Pottingeria

Scientific classification
- Kingdom: Plantae
- Clade: Tracheophytes
- Clade: Angiosperms
- Clade: Eudicots
- Clade: Rosids
- Order: Celastrales
- Family: Celastraceae
- Genus: Pottingeria Prain
- Species: P. acuminata
- Binomial name: Pottingeria acuminata Prain
- Varieties: Pottingeria acuminata var. acuminata; Pottingeria acuminata var. latifolia Airy Shaw;

= Pottingeria =

- Genus: Pottingeria
- Species: acuminata
- Authority: Prain
- Parent authority: Prain

Genus of plants

Pottingeria is a genus consisting of a single species, Pottingeria acuminata, a small tree or large shrub native to mountainous areas of southeast Asia (Assam, Myanmar, Thailand, and northern Vietnam).

It had long been thought, at least by some, to belong in the order Celastrales.

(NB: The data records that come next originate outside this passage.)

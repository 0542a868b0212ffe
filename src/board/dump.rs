//! Diagnostic text renderings of a position. None of them is parsed back.

use std::fmt::{self, Write as _};

use super::moves::column_name;
use super::{Color, Direction, Piece, Position};

const RED: &str = "\x1b[31m";
const WHITE: &str = "\x1b[37m";
const RESET: &str = "\x1b[0m";

/// Width of the [`Position::to_string_64x64`] window
const WINDOW: i32 = 8;

/// One colored block per edge color, the glyph in the middle
fn large_tile(piece: Piece) -> [String; 3] {
    if piece.is_empty() {
        return ["   ".into(), " . ".into(), "   ".into()];
    }
    let paint = |dir: Direction| {
        let color = match piece.edge(dir) {
            Some(Color::Red) => RED,
            _ => WHITE,
        };
        format!("{color}#{RESET}")
    };
    [
        format!(" {} ", paint(Direction::North)),
        format!("{}{}{}", paint(Direction::West), piece.glyph(), paint(Direction::East)),
        format!(" {} ", paint(Direction::South)),
    ]
}

impl Position {
    /// Board including the empty ring, with column letters and row numbers.
    /// `pretty` draws every cell as a 3x3 block with ANSI colors.
    pub fn dump(&self, pretty: bool) -> String {
        let mut out = String::new();
        if self.is_empty_board() {
            return out;
        }
        let columns = -1..=self.max_x;

        if pretty {
            out.push_str("   ");
            for x in columns.clone() {
                let _ = write!(out, "{:^3}", column_name(x));
            }
            out.push('\n');
            for y in -1..=self.max_y {
                let rows: Vec<[String; 3]> = columns.clone().map(|x| large_tile(self.at(x, y))).collect();
                for k in 0..3 {
                    if k == 1 {
                        let _ = write!(out, "{:>3}", y + 1);
                    } else {
                        out.push_str("   ");
                    }
                    for tile in &rows {
                        out.push_str(&tile[k]);
                    }
                    out.push('\n');
                }
            }
        } else {
            out.push_str("   ");
            for x in columns.clone() {
                let _ = write!(out, "{:>3}", column_name(x));
            }
            out.push('\n');
            for y in -1..=self.max_y {
                let _ = write!(out, "{:>3}", y + 1);
                for x in columns.clone() {
                    let _ = write!(out, "{:>3}", self.at(x, y).glyph());
                }
                out.push('\n');
            }
        }
        out
    }

    /// 8x8 window around the center of the board, one digit per tile code
    /// and one `|`-separated segment per column
    pub fn to_string_64x64(&self) -> String {
        let offset_x = self.max_x / 2 - WINDOW / 2;
        let offset_y = self.max_y / 2 - WINDOW / 2;
        (0..WINDOW)
            .map(|i| {
                (0..WINDOW)
                    .map(|j| char::from(b'0' + self.at(i + offset_x, j + offset_y).code()))
                    .collect::<String>()
            })
            .collect::<Vec<_>>()
            .join("|")
    }
}

impl fmt::Display for Position {
    fn fmt(&self, f: &mut fmt::Formatter<'_>) -> fmt::Result {
        f.write_str(&self.dump(false))?;
        write!(f, "{} to move", if self.red_to_move { "red" } else { "white" })?;
        match self.winner() {
            Some(winner) => write!(f, ", winner {winner} by {}", self.winning_reason().as_str()),
            None => Ok(()),
        }
    }
}

#[cfg(test)]
mod tests {
    use super::*;
    use crate::board::Move;

    #[test]
    fn test_plain_dump() {
        let p = Position::new().do_move(Move::new(0, 0, Piece::RedSouthEast)).unwrap();
        let text = p.dump(false);
        let lines: Vec<&str> = text.lines().collect();
        assert_eq!(lines.len(), 4);
        assert_eq!(lines[0], "     @  A  B");
        assert_eq!(lines[2], "  1  .  /  .");
    }

    #[test]
    fn test_pretty_dump_colors_edges() {
        let p = Position::new().do_move(Move::new(0, 0, Piece::RedEastWest)).unwrap();
        let text = p.dump(true);
        // Header plus three text rows per board row
        assert_eq!(text.lines().count(), 1 + 3 * 3);
        assert!(text.contains(RED));
        assert!(text.contains(WHITE));
    }

    #[test]
    fn test_string_64x64() {
        let p = Position::new().do_move(Move::new(0, 0, Piece::RedEastWest)).unwrap();
        let s = p.to_string_64x64();
        let columns: Vec<&str> = s.split('|').collect();
        assert_eq!(columns.len(), 8);
        // Offset is -4 on both axes, so the tile lands at (4, 4)
        assert_eq!(columns[4], "00001000");
        assert_eq!(columns[0], "00000000");
    }

    #[test]
    fn test_display_status() {
        let p = Position::new().do_move(Move::new(0, 0, Piece::RedEastWest)).unwrap();
        assert!(p.to_string().ends_with("red to move"));
        let r = p.resign();
        assert!(r.to_string().ends_with("winner white by RESIGN"));
    }
}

In a phylogenetic study of that order in 2006, Pottingeria was found to be a member of the order, but not of any of its families. It was in an unresolved pentatomy consisting of Parnassiaceae, Pottingeria, Mortonia, the pair (Quetzalia + Zinowiewia), and the other genera of Celastraceae. When the APG III system was published in October 2009, the Angiosperm Phylogeny Group expanded Celastraceae to include all members of the pentatomy mentioned above. Armen Takhtajan had placed Pottingeria in a monotypic family in 1987, but he later treated it as a subfamily of Celastraceae.